** Opening Provided material block **
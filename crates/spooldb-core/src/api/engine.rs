//! The engine: database lifecycle under one root directory.

use std::fs;
use std::io;

use tracing::debug;

use crate::catalog::Catalog;
use crate::config::EngineConfig;
use crate::error::{Result, StorageError};
use crate::storage::ScratchDir;
use crate::types::{METADATA_FILE, validate_name};

use super::database::Database;

/// Entry point: owns the configuration and the scratch space shared by
/// every database opened through it.
#[derive(Debug, Clone)]
pub struct Engine {
    config: EngineConfig,
    scratch: ScratchDir,
}

impl Engine {
    /// Validate `config`, create the root directory if needed and set up
    /// scratch space.
    pub fn new(config: EngineConfig) -> Result<Self> {
        config.validate()?;
        fs::create_dir_all(&config.root_dir)?;
        let scratch = match &config.scratch_dir {
            Some(dir) => ScratchDir::at(dir)?,
            None => ScratchDir::temporary()?,
        };
        debug!(
            root = %config.root_dir.display(),
            scratch = %scratch.path().display(),
            "engine ready"
        );
        Ok(Self { config, scratch })
    }

    pub fn config(&self) -> &EngineConfig {
        &self.config
    }

    pub fn scratch(&self) -> &ScratchDir {
        &self.scratch
    }

    /// Create a database directory with an empty catalog.
    pub fn create_database(&self, name: &str) -> Result<Database> {
        validate_name(name)?;
        let dir = self.config.root_dir.join(name);
        fs::create_dir(&dir).map_err(|e| match e.kind() {
            io::ErrorKind::AlreadyExists => StorageError::DatabaseAlreadyExists(name.to_string()),
            _ => StorageError::Io(e),
        })?;
        Catalog::create(dir.join(METADATA_FILE))?;
        debug!(db = name, "created database");
        Ok(self.handle(name))
    }

    /// Remove a database directory and everything in it.
    pub fn drop_database(&self, name: &str) -> Result<()> {
        validate_name(name)?;
        let dir = self.config.root_dir.join(name);
        if !dir.is_dir() {
            return Err(StorageError::DatabaseNotFound(name.to_string()).into());
        }
        fs::remove_dir_all(&dir)?;
        debug!(db = name, "dropped database");
        Ok(())
    }

    /// Names of all databases under the root, sorted.
    ///
    /// Only directories holding a catalog file count as databases.
    pub fn list_databases(&self) -> Result<Vec<String>> {
        let mut names = Vec::new();
        for entry in fs::read_dir(&self.config.root_dir)? {
            let path = entry?.path();
            if !path.join(METADATA_FILE).is_file() {
                continue;
            }
            if let Some(name) = path.file_name().and_then(|n| n.to_str()) {
                names.push(name.to_string());
            }
        }
        names.sort();
        Ok(names)
    }

    /// Open a handle on an existing database.
    pub fn open(&self, name: &str) -> Result<Database> {
        validate_name(name)?;
        if !self.config.root_dir.join(name).join(METADATA_FILE).is_file() {
            return Err(StorageError::DatabaseNotFound(name.to_string()).into());
        }
        Ok(self.handle(name))
    }

    fn handle(&self, name: &str) -> Database {
        Database::new(
            name.to_string(),
            self.config.root_dir.join(name),
            self.scratch.clone(),
            self.config.default_chunk_size,
        )
    }
}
** Closing Provided material block **
Try it:
Reproduce the whole listing verbatim.

Exercise result:
filename crates/spooldb-core/src/api/engine.rs
//! The engine: database lifecycle under one root directory.

use std::fs;
use std::io;

use tracing::debug;

use crate::catalog::Catalog;
use crate::config::EngineConfig;
use crate::error::{Result, StorageError};
use crate::storage::ScratchDir;
use crate::types::{METADATA_FILE, validate_name};

use super::database::Database;

/// Entry point: owns the configuration and the scratch space shared by
/// every database opened through it.
#[derive(Debug, Clone)]
pub struct Engine {
    config: EngineConfig,
    scratch: ScratchDir,
}

impl Engine {
    /// Validate `config`, create the root directory if needed and set up
    /// scratch space.
    pub fn new(config: EngineConfig) -> Result<Self> {
        config.validate()?;
        fs::create_dir_all(&config.root_dir)?;
        let scratch = match &config.scratch_dir {
            Some(dir) => ScratchDir::at(dir)?,
            None => ScratchDir::temporary()?,
        };
        debug!(
            root = %config.root_dir.display(),
            scratch = %scratch.path().display(),
            "engine ready"
        );
        Ok(Self { config, scratch })
    }

    pub fn config(&self) -> &EngineConfig {
        &self.config
    }

    pub fn scratch(&self) -> &ScratchDir {
        &self.scratch
    }

    /// Create a database directory with an empty catalog.
    pub fn create_database(&self, name: &str) -> Result<Database> {
        validate_name(name)?;
        let dir = self.config.root_dir.join(name);
        fs::create_dir(&dir).map_err(|e| match e.kind() {
            io::ErrorKind::AlreadyExists => StorageError::DatabaseAlreadyExists(name.to_string()),
            _ => StorageError::Io(e),
        })?;
        Catalog::create(dir.join(METADATA_FILE))?;
        debug!(db = name, "created database");
        Ok(self.handle(name))
    }

    /// Remove a database directory and everything in it.
    pub fn drop_database(&self, name: &str) -> Result<()> {
        validate_name(name)?;
        let dir = self.config.root_dir.join(name);
        if !dir.is_dir() {
            return Err(StorageError::DatabaseNotFound(name.to_string()).into());
        }
        fs::remove_dir_all(&dir)?;
        debug!(db = name, "dropped database");
        Ok(())
    }

    /// Names of all databases under the root, sorted.
    ///
    /// Only directories holding a catalog file count as databases.
    pub fn list_databases(&self) -> Result<Vec<String>> {
        let mut names = Vec::new();
        for entry in fs::read_dir(&self.config.root_dir)? {
            let path = entry?.path();
            if !path.join(METADATA_FILE).is_file() {
                continue;
            }
            if let Some(name) = path.file_name().and_then(|n| n.to_str()) {
                names.push(name.to_string());
            }
        }
        names.sort();
        Ok(names)
    }

    /// Open a handle on an existing database.
    pub fn open(&self, name: &str) -> Result<Database> {
        validate_name(name)?;
        if !self.config.root_dir.join(name).join(METADATA_FILE).is_file() {
            return Err(StorageError::DatabaseNotFound(name.to_string()).into());
        }
        Ok(self.handle(name))
    }

    fn handle(&self, name: &str) -> Database {
        Database::new(
            name.to_string(),
            self.config.root_dir.join(name),
            self.scratch.clone(),
            self.config.default_chunk_size,
        )
    }
}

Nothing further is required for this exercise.